May I remind you that sea battles require boats and water.  This is kind of hard to believe - how the heck could they put on sea battles?  For one thing, the Colosseum is really not all that big for such an undertaking and battles require boats to move, turn, ram into each other, so they'd have to be built to a small scale.  The water would also have to be relatively shallow given the space restrictions, so boats would also have to be built with shallow hulls.  Despite the shallow depth, it must still ahve taken quite a bit of time to flood the place and then drain it again, so audiences would have to patient.  And given the fact that these naumachiae were very popular entertainments on large lakes, I would think that audiences would think Colosseums efforts would be quite lame after the novelty of seeing the place flooded had happened the first few times.  Seeing a bit of blood and gore of gladiatorial battles or gfights against wild and exotic an=imales would be much more exciting.

It would appear this was the case and it wasn't long before the Hypogeum was built and these water battled ceased.  The Hypogeum has recently been researched and renovated somewhat and it's strikingly complex and clever.  It's essentially a wooden floor above a series of chambers below.  In these chambers worked slaves who operated trap doors and lifts and cages, brining wild animals and fighters quicky into the arena where they appearedd as if by magic from different spots on the floors.  I can't imainge what it must have been like to work under there in the summer heat with the smell of hot slaves and animals!

After it became disused as an entertainment centre, the Colosseum housed a church, then a cemetery, then housing and workshops, a castle, and almost a wool factory to provide employment for prostitutes (!) before it just got buried by time and inattention.  One of the few good things Benito Mussolini did was to have the place fully exposed and excavated in the 1930s.
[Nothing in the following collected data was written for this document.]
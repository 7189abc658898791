use std::time::Duration;

use serde::{Deserialize, Serialize};
use tokio::time::Instant;
use utoipa::ToSchema;

use super::config::{ConfigError, ConfigField, ConfigPatch, ThermalConfig};
use super::freq_table::FrequencyTable;
use super::gateway::{CeilingOwnership, PolicyGateway, PowerControl, TemperatureSensor};
use super::level::{ThrottleLevel, Transition};
use super::profile::ThresholdProfile;
use super::stats::{DwellTimes, ThrottleStats};
use crate::backend::Backend;
use crate::tracing::prelude::*;
use crate::types::{AlarmStatus, DebouncedAlarm};

/// External inputs that gate polling.
#[derive(Debug, Clone, Copy, PartialEq, Eq, Serialize, Deserialize, ToSchema)]
pub struct Mode {
    /// Set by the operator; disabling hands the ceiling back.
    pub enabled: bool,
    /// Set while the system is in a low-power state such as screen-off.
    pub suspended: bool,
}

impl Mode {
    pub fn should_poll(&self) -> bool {
        self.enabled && !self.suspended
    }
}

/// What one control cycle did.
#[derive(Debug, Clone, Copy, PartialEq, Eq)]
pub enum CycleOutcome {
    /// Temperature could not be read; nothing was evaluated.
    SensorUnavailable,
    /// The frequency policy could not be read; no transition was evaluated.
    PolicyUnavailable,
    Evaluated {
        level: ThrottleLevel,
        applied_khz: Option<u32>,
    },
}

/// Point-in-time copy of the governor state for observers.
#[derive(Debug, Clone)]
pub struct GovernorSnapshot {
    pub mode: Mode,
    pub level: ThrottleLevel,
    pub temperature_c: Option<i32>,
    pub pre_throttle_khz: Option<u32>,
    pub ownership: CeilingOwnership,
    pub stats: ThrottleStats,
    pub config: ThermalConfig,
}

impl GovernorSnapshot {
    pub fn dwell_times(&self, now: Instant) -> DwellTimes {
        self.stats.dwell_times(now)
    }
}

/// The throttle state machine and everything it owns.
///
/// A `Governor` is driven by exactly one task (see
/// [`Poller`](super::Poller)); nothing else holds a reference to it.
pub struct Governor {
    config: ThermalConfig,
    sensor: Box<dyn TemperatureSensor>,
    gateway: PolicyGateway,
    power: Box<dyn PowerControl>,
    table: Option<FrequencyTable>,
    level: ThrottleLevel,
    pre_throttle_khz: Option<u32>,
    stats: ThrottleStats,
    overtemp: DebouncedAlarm,
    mode: Mode,
    temperature_c: Option<i32>,
}

impl Governor {
    /// Build an enabled governor. Fails if `config` is inconsistent.
    pub fn new(config: ThermalConfig, backend: Backend) -> Result<Self, ConfigError> {
        config.validate()?;

        Ok(Self {
            overtemp: DebouncedAlarm::new(config.shutdown_debounce()),
            config,
            sensor: backend.sensor,
            gateway: PolicyGateway::new(backend.policy),
            power: backend.power,
            table: None,
            level: ThrottleLevel::NONE,
            pre_throttle_khz: None,
            stats: ThrottleStats::default(),
            mode: Mode {
                enabled: true,
                suspended: false,
            },
            temperature_c: None,
        })
    }

    pub fn level(&self) -> ThrottleLevel {
        self.level
    }

    pub fn mode(&self) -> Mode {
        self.mode
    }

    pub fn config(&self) -> &ThermalConfig {
        &self.config
    }

    pub fn poll_interval(&self) -> Duration {
        self.config.poll_interval()
    }

    pub fn snapshot(&self) -> GovernorSnapshot {
        GovernorSnapshot {
            mode: self.mode,
            level: self.level,
            temperature_c: self.temperature_c,
            pre_throttle_khz: self.pre_throttle_khz,
            ownership: self.gateway.ownership(),
            stats: self.stats,
            config: self.config.clone(),
        }
    }

    /// Run one control cycle.
    pub async fn cycle(&mut self) -> CycleOutcome {
        let sensor_id = self.config.sensor_id;
        let temp_c = match self.sensor.read_temperature(sensor_id).await {
            Ok(temp_c) => temp_c,
            Err(e) => {
                error!(sensor_id, error = %e, "Unable to read temperature sensor");
                return CycleOutcome::SensorUnavailable;
            }
        };
        self.temperature_c = Some(temp_c);

        let previous = self.level;
        let mut target_khz = self.check_shutdown(temp_c).await;

        let observed_khz = match self.gateway.observe_ceiling().await {
            Ok(khz) => khz,
            Err(e) => {
                warn!(error = %e, "Failed to read CPU frequency policy");
                self.stats.record(self.level, Instant::now());
                return CycleOutcome::PolicyUnavailable;
            }
        };

        if previous == ThrottleLevel::NONE {
            self.pre_throttle_khz = Some(observed_khz);
        }

        if self.config.dynamic_control && self.gateway.ownership().external_change_pending() {
            self.recompute_profile(observed_khz).await;
        }

        if let Some(transition) = Transition::evaluate(temp_c, self.level, &self.config.profile) {
            let next = transition.target();
            let khz = match self.config.profile.ceiling_khz(next) {
                Some(khz) => khz,
                None => self.restore_target(),
            };

            if transition == Transition::Release {
                self.gateway.online_all().await;
            }

            if next != self.level {
                warn!(
                    temp_c,
                    sensor_id,
                    from = %self.level,
                    to = %next,
                    ceiling_khz = khz,
                    "Throttle level changed"
                );
            }

            self.level = next;
            target_khz = Some(khz);
        }

        self.stats.record(self.level, Instant::now());

        if let Some(khz) = target_khz {
            if let Err(e) = self.gateway.apply_ceiling(khz).await {
                warn!(ceiling_khz = khz, error = %e, "Frequency ceiling not applied on every core");
            }
        }

        CycleOutcome::Evaluated {
            level: self.level,
            applied_khz: target_khz,
        }
    }

    /// Enable or disable the governor.
    ///
    /// Disabling restores the pre-throttle ceiling if throttled. Enabling
    /// takes ceiling ownership back and re-arms the shutdown alarm.
    pub async fn set_enabled(&mut self, enabled: bool) -> Mode {
        if enabled == self.mode.enabled {
            return self.mode;
        }

        self.mode.enabled = enabled;
        if enabled {
            self.gateway.claim_ownership();
            self.overtemp.reset();
            info!("Thermal guard enabled");
        } else {
            self.release().await;
            warn!("Thermal guard disabled");
        }

        self.mode
    }

    /// Treat the current ceiling as set by someone else, so the next cycle
    /// re-derives the profile when dynamic control is on.
    pub fn mark_external_change(&mut self) {
        info!("Frequency ceiling reported changed externally");
        self.gateway.mark_external_change();
    }

    pub fn set_suspended(&mut self, suspended: bool) -> Mode {
        if suspended != self.mode.suspended {
            self.mode.suspended = suspended;
            if suspended {
                info!("Thermal guard suspended");
            } else {
                info!("Thermal guard resumed");
            }
        }
        self.mode
    }

    /// Apply a configuration change. The current configuration is kept if
    /// the result would be invalid.
    pub fn update_config(&mut self, patch: &ConfigPatch) -> Result<&ThermalConfig, ConfigError> {
        let next = patch.apply_to(&self.config)?;

        if patch.touches(ConfigField::ShutdownDebounceMs) {
            self.overtemp = DebouncedAlarm::new(next.shutdown_debounce());
        }

        info!(?patch, "Configuration updated");
        self.config = next;
        Ok(&self.config)
    }

    /// Stop throttling and hand the ceiling back to whoever set it before.
    pub async fn release(&mut self) {
        if self.level.is_throttled() {
            let khz = self.restore_target();
            info!(level = %self.level, ceiling_khz = khz, "Restoring pre-throttle ceiling");

            if let Err(e) = self.gateway.apply_ceiling(khz).await {
                warn!(ceiling_khz = khz, error = %e, "Pre-throttle ceiling not restored on every core");
            }

            self.level = ThrottleLevel::NONE;
            self.stats.record(ThrottleLevel::NONE, Instant::now());
        }

        self.pre_throttle_khz = None;
    }

    fn restore_target(&self) -> u32 {
        match self.pre_throttle_khz {
            Some(khz) => khz,
            None => {
                error!(
                    fallback_khz = self.config.fallback_ceiling_khz,
                    "No pre-throttle ceiling captured, falling back"
                );
                self.config.fallback_ceiling_khz
            }
        }
    }

    /// Emergency path. Returns the ceiling to apply if over the shutdown
    /// temperature.
    async fn check_shutdown(&mut self, temp_c: i32) -> Option<u32> {
        let shutdown_temp_c = self.config.shutdown_temp_c;
        let over = temp_c >= shutdown_temp_c;

        match self.overtemp.check(over) {
            AlarmStatus::Triggered => {
                error!(
                    temp_c,
                    shutdown_temp_c,
                    sensor_id = self.config.sensor_id,
                    "OVERTEMP! Shutting down"
                );
                let reason = format!(
                    "sensor {} at {temp_c}°C reached shutdown temperature {shutdown_temp_c}°C",
                    self.config.sensor_id
                );
                if let Err(e) = self.power.request_shutdown(&reason).await {
                    error!(error = %e, "Shutdown request failed");
                }
            }
            AlarmStatus::Resolved => {
                info!(temp_c, shutdown_temp_c, "Temperature back below shutdown threshold");
            }
            AlarmStatus::Idle | AlarmStatus::Pending | AlarmStatus::Active => {}
        }

        if !over {
            return None;
        }

        let khz = self.config.profile.max.ceiling_khz;
        if self.level != ThrottleLevel::MAX {
            warn!(temp_c, ceiling_khz = khz, "Emergency throttle to max level");
        }
        self.level = ThrottleLevel::MAX;
        Some(khz)
    }

    async fn recompute_profile(&mut self, ceiling_khz: u32) {
        if self.table.is_none() {
            match self.gateway.frequency_table().await {
                Ok(table) => {
                    debug!(
                        entries = table.len(),
                        max_khz = table.max_khz(),
                        "Loaded frequency table"
                    );
                    self.table = Some(table);
                }
                Err(e) => {
                    warn!(error = %e, "Failed to load frequency table");
                    return;
                }
            }
        }

        let Some(table) = self.table.as_ref() else {
            return;
        };

        match ThresholdProfile::derive(
            table,
            ceiling_khz,
            &self.config.dynamic_offsets,
            self.config.min_dynamic_index,
        )
        .map_err(ConfigError::from)
        .and_then(|profile| {
            let mut candidate = self.config.clone();
            candidate.profile = profile;
            candidate.validate().map(|()| profile)
        }) {
            Ok(profile) => {
                if profile != self.config.profile {
                    info!(
                        anchor_khz = ceiling_khz,
                        low_engage_c = profile.low.engage_c,
                        mid_engage_c = profile.mid.engage_c,
                        max_engage_c = profile.max.engage_c,
                        "Derived thresholds from new frequency ceiling"
                    );
                }
                self.config.profile = profile;
            }
            Err(e) => debug!(error = %e, "Dynamic threshold recomputation skipped"),
        }
    }
}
There's another side to the Colossum that surprised and fascinated me.  In 1643 Domenico Panaroli, a Roman physician and herbalist, started to catalogue the variety of plants growing inside, some of which were rare and exotic - finding 684!  It seems that the intestinal tracts of all those wild animals and birds that took part in murder and mayhem and violent entertainment spectacles contained seeds that sprouted and grew over the centuries while the place was quietly forgotten.